- **PROVIDED MATERIAL**:
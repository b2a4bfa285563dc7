pub mod audit_logs;
pub mod brands;
pub mod cart_items;
pub mod categories;
pub mod order_items;
pub mod orders;
pub mod product_skus;
pub mod products;
pub mod user_addresses;
pub mod users;

pub use audit_logs::Entity as AuditLogs;
pub use brands::Entity as Brands;
pub use cart_items::Entity as CartItems;
pub use categories::Entity as Categories;
pub use order_items::Entity as OrderItems;
pub use orders::Entity as Orders;
pub use product_skus::Entity as ProductSkus;
pub use products::Entity as Products;
pub use user_addresses::Entity as UserAddresses;
pub use users::Entity as Users;
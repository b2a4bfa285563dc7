use sea_orm::entity::prelude::*;

#[derive(Clone, Debug, PartialEq, DeriveEntityModel)]
#[sea_orm(table_name = "users")]
pub struct Model {
    #[sea_orm(primary_key, auto_increment = false)]
    pub id: Uuid,
    #[sea_orm(unique)]
    pub username: String,
    pub nickname: String,
    #[sea_orm(unique)]
    pub phone: String,
    pub role: String,
    pub status: i16,
    pub created_at: DateTimeWithTimeZone,
}

#[derive(Copy, Clone, Debug, EnumIter, DeriveRelation)]
pub enum Relation {
    #[sea_orm(has_many = "super::cart_items::Entity")]
    CartItems,
    #[sea_orm(has_many = "super::orders::Entity")]
    Orders,
    #[sea_orm(has_many = "super::user_addresses::Entity")]
    UserAddresses,
}

impl Related<super::cart_items::Entity> for Entity {
    fn to() -> RelationDef {
        Relation::CartItems.def()
    }
}

impl Related<super::orders::Entity> for Entity {
    fn to() -> RelationDef {
        Relation::Orders.def()
    }
}

impl Related<super::user_addresses::Entity> for Entity {
    fn to() -> RelationDef {
        Relation::UserAddresses.def()
    }
}

impl ActiveModelBehavior for ActiveModel {}
use petshop_api::{
    config::AppConfig,
    db::{create_orm_conn, run_migrations},
    middleware::auth::{ROLE_ADMIN, ROLE_USER},
    state::AppState,
};
use tracing_subscriber::{layer::SubscriberExt, util::SubscriberInitExt};
use uuid::Uuid;

struct SeedSku {
    code: &'static str,
    spec: &'static str,
    price: i64,
    original_price: Option<i64>,
    stock: i32,
}

struct SeedProduct {
    name: &'static str,
    subtitle: &'static str,
    category: &'static str,
    brand: &'static str,
    pet_type: i16,
    image: &'static str,
    skus: &'static [SeedSku],
}

const PET_DOG: i16 = 1;
const PET_CAT: i16 = 2;

const CATEGORIES: &[(&str, &[&str])] = &[
    ("Dog Supplies", &["Dog Food", "Dog Toys", "Dog Grooming"]),
    ("Cat Supplies", &["Cat Food", "Cat Litter", "Cat Toys"]),
    ("Small Pets", &["Hamster Food", "Cages"]),
];

const BRANDS: &[(&str, &str)] = &[
    ("Royal Canin", "Breed-specific nutrition"),
    ("Purina", "Everyday pet food"),
    ("Pedigree", "Dog food and treats"),
    ("Whiskas", "Cat food"),
    ("Kong", "Durable toys"),
];

const PRODUCTS: &[SeedProduct] = &[
    SeedProduct {
        name: "Royal Canin Medium Adult Dry Dog Food",
        subtitle: "For medium breeds, 12 months to 7 years",
        category: "Dog Food",
        brand: "Royal Canin",
        pet_type: PET_DOG,
        image: "/images/products/rc-medium-adult.jpg",
        skus: &[
            SeedSku { code: "RC-MA-4KG", spec: "4kg", price: 23900, original_price: Some(25900), stock: 120 },
            SeedSku { code: "RC-MA-10KG", spec: "10kg", price: 52900, original_price: Some(56900), stock: 60 },
        ],
    },
    SeedProduct {
        name: "Pedigree Beef Adult Dog Food",
        subtitle: "Complete nutrition with real beef",
        category: "Dog Food",
        brand: "Pedigree",
        pet_type: PET_DOG,
        image: "/images/products/pedigree-beef.jpg",
        skus: &[
            SeedSku { code: "PD-BF-1.5KG", spec: "1.5kg", price: 5900, original_price: None, stock: 200 },
            SeedSku { code: "PD-BF-7.5KG", spec: "7.5kg", price: 19900, original_price: Some(21900), stock: 8 },
        ],
    },
    SeedProduct {
        name: "Kong Classic Chew Toy",
        subtitle: "Stuffable rubber toy",
        category: "Dog Toys",
        brand: "Kong",
        pet_type: PET_DOG,
        image: "/images/products/kong-classic.jpg",
        skus: &[
            SeedSku { code: "KG-CL-S", spec: "Small", price: 6900, original_price: None, stock: 80 },
            SeedSku { code: "KG-CL-M", spec: "Medium", price: 8900, original_price: None, stock: 5 },
            SeedSku { code: "KG-CL-L", spec: "Large", price: 10900, original_price: None, stock: 40 },
        ],
    },
    SeedProduct {
        name: "Whiskas Tuna Adult Cat Food",
        subtitle: "Wet pouches, ocean tuna",
        category: "Cat Food",
        brand: "Whiskas",
        pet_type: PET_CAT,
        image: "/images/products/whiskas-tuna.jpg",
        skus: &[
            SeedSku { code: "WK-TN-12P", spec: "12 x 85g", price: 4500, original_price: Some(4900), stock: 150 },
            SeedSku { code: "WK-TN-24P", spec: "24 x 85g", price: 8500, original_price: Some(9800), stock: 90 },
        ],
    },
    SeedProduct {
        name: "Purina Tidy Cats Clumping Litter",
        subtitle: "Low dust, odor control",
        category: "Cat Litter",
        brand: "Purina",
        pet_type: PET_CAT,
        image: "/images/products/tidy-cats.jpg",
        skus: &[
            SeedSku { code: "PR-TC-9KG", spec: "9kg", price: 7900, original_price: None, stock: 3 },
        ],
    },
];

#[tokio::main]
async fn main() -> anyhow::Result<()> {
    dotenvy::dotenv().ok();
    tracing_subscriber::registry()
        .with(
            tracing_subscriber::EnvFilter::try_from_default_env()
                .unwrap_or_else(|_| "info".into()),
        )
        .with(tracing_subscriber::fmt::layer())
        .init();

    let database_url = std::env::var("DATABASE_URL")?;
    let config = AppConfig::for_database(database_url);
    let orm = create_orm_conn(&config).await?;
    // Ensure migrations are applied.
    run_migrations(&orm).await?;
    let state = AppState::from_orm(orm, config);
    let pool = &state.pool;

    let admin_id = ensure_user(pool, "admin", "Store Admin", "13800000000", ROLE_ADMIN).await?;
    let user_id = ensure_user(pool, "demo", "Demo Shopper", "13900000000", ROLE_USER).await?;

    for (sort, (root, children)) in CATEGORIES.iter().enumerate() {
        let root_id = ensure_category(pool, None, root, sort as i32).await?;
        for (child_sort, child) in children.iter().enumerate() {
            ensure_category(pool, Some(root_id), child, child_sort as i32).await?;
        }
    }

    for (sort, (name, description)) in BRANDS.iter().enumerate() {
        sqlx::query(
            r#"
            INSERT INTO brands (id, name, description, sort)
            VALUES ($1, $2, $3, $4)
            ON CONFLICT (name) DO NOTHING
            "#,
        )
        .bind(Uuid::new_v4())
        .bind(*name)
        .bind(*description)
        .bind(sort as i32)
        .execute(pool)
        .await?;
    }

    for product in PRODUCTS {
        seed_product(pool, product).await?;
    }

    tracing::info!(%admin_id, %user_id, "seed completed");
    Ok(())
}

async fn ensure_user(
    pool: &sqlx::PgPool,
    username: &str,
    nickname: &str,
    phone: &str,
    role: &str,
) -> anyhow::Result<Uuid> {
    let (id,): (Uuid,) = sqlx::query_as(
        r#"
        INSERT INTO users (id, username, nickname, phone, role)
        VALUES ($1, $2, $3, $4, $5)
        ON CONFLICT (username) DO UPDATE SET role = EXCLUDED.role
        RETURNING id
        "#,
    )
    .bind(Uuid::new_v4())
    .bind(username)
    .bind(nickname)
    .bind(phone)
    .bind(role)
    .fetch_one(pool)
    .await?;

    tracing::info!(username, role, "ensured user");
    Ok(id)
}

async fn ensure_category(
    pool: &sqlx::PgPool,
    parent_id: Option<Uuid>,
    name: &str,
    sort: i32,
) -> anyhow::Result<Uuid> {
    let existing: Option<(Uuid,)> = sqlx::query_as(
        "SELECT id FROM categories WHERE name = $1 AND parent_id IS NOT DISTINCT FROM $2",
    )
    .bind(name)
    .bind(parent_id)
    .fetch_optional(pool)
    .await?;
    if let Some((id,)) = existing {
        return Ok(id);
    }

    let id = Uuid::new_v4();
    sqlx::query("INSERT INTO categories (id, parent_id, name, sort) VALUES ($1, $2, $3, $4)")
        .bind(id)
        .bind(parent_id)
        .bind(name)
        .bind(sort)
        .execute(pool)
        .await?;
    Ok(id)
}

async fn seed_product(pool: &sqlx::PgPool, product: &SeedProduct) -> anyhow::Result<()> {
    let (category_id,): (Uuid,) =
        sqlx::query_as("SELECT id FROM categories WHERE name = $1 AND parent_id IS NOT NULL")
            .bind(product.category)
            .fetch_one(pool)
            .await?;
    let (brand_id,): (Uuid,) = sqlx::query_as("SELECT id FROM brands WHERE name = $1")
        .bind(product.brand)
        .fetch_one(pool)
        .await?;

    let (product_id,): (Uuid,) = sqlx::query_as(
        r#"
        INSERT INTO products (id, category_id, brand_id, name, subtitle, main_images, detail, pet_type)
        VALUES ($1, $2, $3, $4, $5, $6::jsonb, $7, $8)
        ON CONFLICT (name) DO UPDATE SET updated_at = NOW()
        RETURNING id
        "#,
    )
    .bind(Uuid::new_v4())
    .bind(category_id)
    .bind(brand_id)
    .bind(product.name)
    .bind(product.subtitle)
    .bind(serde_json::json!([product.image]).to_string())
    .bind(format!("<p>{}</p>", product.subtitle))
    .bind(product.pet_type)
    .fetch_one(pool)
    .await?;

    for sku in product.skus {
        sqlx::query(
            r#"
            INSERT INTO product_skus (id, product_id, sku_code, spec, price, original_price, stock)
            VALUES ($1, $2, $3, $4, $5, $6, $7)
            ON CONFLICT (sku_code) DO NOTHING
            "#,
        )
        .bind(Uuid::new_v4())
        .bind(product_id)
        .bind(sku.code)
        .bind(sku.spec)
        .bind(sku.price)
        .bind(sku.original_price)
        .bind(sku.stock)
        .execute(pool)
        .await?;
    }

    tracing::info!(name = product.name, skus = product.skus.len(), "seeded product");
    Ok(())
}
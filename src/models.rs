use chrono::{DateTime, Utc};
use serde::{Deserialize, Serialize};
use sqlx::FromRow;
use utoipa::ToSchema;
use uuid::Uuid;

use crate::entity::{
    brands, categories, order_items, orders, product_skus, user_addresses, users,
};

/// Product and SKU status value for "on shelf" / "enabled".
pub const STATUS_ACTIVE: i16 = 1;

#[derive(Debug, Serialize, Deserialize, ToSchema)]
pub struct UserSummary {
    pub id: Uuid,
    pub username: String,
    pub nickname: String,
    pub phone: String,
}

impl From<users::Model> for UserSummary {
    fn from(model: users::Model) -> Self {
        Self {
            id: model.id,
            username: model.username,
            nickname: model.nickname,
            phone: model.phone,
        }
    }
}

/// The caller's own account, as shown on the profile page.
#[derive(Debug, Serialize, Deserialize, ToSchema, FromRow)]
pub struct UserProfile {
    pub id: Uuid,
    pub username: String,
    pub nickname: String,
    pub phone: String,
    pub role: String,
    pub created_at: DateTime<Utc>,
}

#[derive(Debug, Clone, Serialize, Deserialize, ToSchema)]
pub struct Category {
    pub id: Uuid,
    pub parent_id: Option<Uuid>,
    pub name: String,
    pub icon: Option<String>,
    pub sort: i32,
}

impl From<categories::Model> for Category {
    fn from(model: categories::Model) -> Self {
        Self {
            id: model.id,
            parent_id: model.parent_id,
            name: model.name,
            icon: model.icon,
            sort: model.sort,
        }
    }
}

#[derive(Debug, Serialize, Deserialize, ToSchema)]
pub struct CategoryNode {
    pub id: Uuid,
    pub parent_id: Option<Uuid>,
    pub name: String,
    pub icon: Option<String>,
    pub sort: i32,
    #[schema(no_recursion)]
    pub children: Vec<CategoryNode>,
}

#[derive(Debug, Serialize, Deserialize, ToSchema)]
pub struct Brand {
    pub id: Uuid,
    pub name: String,
    pub logo: Option<String>,
    pub description: Option<String>,
    pub sort: i32,
}

impl From<brands::Model> for Brand {
    fn from(model: brands::Model) -> Self {
        Self {
            id: model.id,
            name: model.name,
            logo: model.logo,
            description: model.description,
            sort: model.sort,
        }
    }
}

#[derive(Debug, Serialize, Deserialize, ToSchema, FromRow)]
pub struct ProductSummary {
    pub id: Uuid,
    pub name: String,
    pub subtitle: Option<String>,
    pub image: String,
    pub category_id: Uuid,
    pub brand_id: Option<Uuid>,
    pub sales: i32,
    pub min_price: i64,
    pub max_price: i64,
    pub total_stock: i64,
}

#[derive(Debug, Serialize, Deserialize, ToSchema)]
pub struct Sku {
    pub id: Uuid,
    pub product_id: Uuid,
    pub sku_code: String,
    pub spec: String,
    pub price: i64,
    pub original_price: Option<i64>,
    pub stock: i32,
    pub status: i16,
}

impl From<product_skus::Model> for Sku {
    fn from(model: product_skus::Model) -> Self {
        Self {
            id: model.id,
            product_id: model.product_id,
            sku_code: model.sku_code,
            spec: model.spec,
            price: model.price,
            original_price: model.original_price,
            stock: model.stock,
            status: model.status,
        }
    }
}

#[derive(Debug, Serialize, Deserialize, ToSchema)]
pub struct ProductDetail {
    pub id: Uuid,
    pub name: String,
    pub subtitle: Option<String>,
    pub detail: String,
    pub images: Vec<String>,
    pub category_id: Uuid,
    pub brand_id: Option<Uuid>,
    pub pet_type: Option<i16>,
    pub sales: i32,
    pub views: i32,
    pub min_price: i64,
    pub max_price: i64,
    pub total_stock: i64,
    pub skus: Vec<Sku>,
}

#[derive(Debug, Serialize, Deserialize, ToSchema, FromRow)]
pub struct CartItem {
    pub id: Uuid,
    pub user_id: Uuid,
    pub product_id: Uuid,
    pub sku_id: Uuid,
    pub quantity: i32,
    pub created_at: DateTime<Utc>,
}

#[derive(Debug, Serialize, Deserialize, ToSchema)]
pub struct Address {
    pub id: Uuid,
    pub name: String,
    pub phone: String,
    pub province: String,
    pub city: String,
    pub district: String,
    pub detail: String,
    pub postal_code: Option<String>,
    pub is_default: bool,
}

impl From<user_addresses::Model> for Address {
    fn from(model: user_addresses::Model) -> Self {
        Self {
            id: model.id,
            name: model.name,
            phone: model.phone,
            province: model.province,
            city: model.city,
            district: model.district,
            detail: model.detail,
            postal_code: model.postal_code,
            is_default: model.is_default,
        }
    }
}

#[derive(Debug, Serialize, Deserialize, ToSchema)]
pub struct Order {
    pub id: Uuid,
    pub order_no: String,
    pub user_id: Uuid,
    pub total_amount: i64,
    pub status: String,
    pub receiver_name: String,
    pub receiver_phone: String,
    pub receiver_address: String,
    pub remark: Option<String>,
    pub paid_at: Option<DateTime<Utc>>,
    pub shipped_at: Option<DateTime<Utc>>,
    pub completed_at: Option<DateTime<Utc>>,
    pub cancelled_at: Option<DateTime<Utc>>,
    pub created_at: DateTime<Utc>,
    pub updated_at: DateTime<Utc>,
}

impl From<orders::Model> for Order {
    fn from(model: orders::Model) -> Self {
        Self {
            id: model.id,
            order_no: model.order_no,
            user_id: model.user_id,
            total_amount: model.total_amount,
            status: model.status,
            receiver_name: model.receiver_name,
            receiver_phone: model.receiver_phone,
            receiver_address: model.receiver_address,
            remark: model.remark,
            paid_at: model.paid_at.map(|dt| dt.with_timezone(&Utc)),
            shipped_at: model.shipped_at.map(|dt| dt.with_timezone(&Utc)),
            completed_at: model.completed_at.map(|dt| dt.with_timezone(&Utc)),
            cancelled_at: model.cancelled_at.map(|dt| dt.with_timezone(&Utc)),
            created_at: model.created_at.with_timezone(&Utc),
            updated_at: model.updated_at.with_timezone(&Utc),
        }
    }
}

#[derive(Debug, Serialize, Deserialize, ToSchema)]
pub struct OrderItem {
    pub id: Uuid,
    pub order_id: Uuid,
    pub product_id: Uuid,
    pub sku_id: Uuid,
    pub product_name: String,
    pub spec: String,
    pub image: String,
    pub price: i64,
    pub quantity: i32,
    pub subtotal: i64,
    pub created_at: DateTime<Utc>,
}

impl From<order_items::Model> for OrderItem {
    fn from(model: order_items::Model) -> Self {
        Self {
            id: model.id,
            order_id: model.order_id,
            product_id: model.product_id,
            sku_id: model.sku_id,
            product_name: model.product_name,
            spec: model.spec,
            image: model.image,
            price: model.price,
            quantity: model.quantity,
            subtotal: model.price * i64::from(model.quantity),
            created_at: model.created_at.with_timezone(&Utc),
        }
    }
}

/// First entry of a `main_images` json array, or empty.
pub fn first_image(images: &serde_json::Value) -> String {
    images
        .get(0)
        .and_then(|v| v.as_str())
        .unwrap_or_default()
        .to_string()
}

- **TASK DESCRIPTION**: Using the entries above, copy out all lines that contain the string "NOTHING".

- **SOLVED EXERCISE**:
            ON CONFLICT (name) DO NOTHING
            ON CONFLICT (sku_code) DO NOTHING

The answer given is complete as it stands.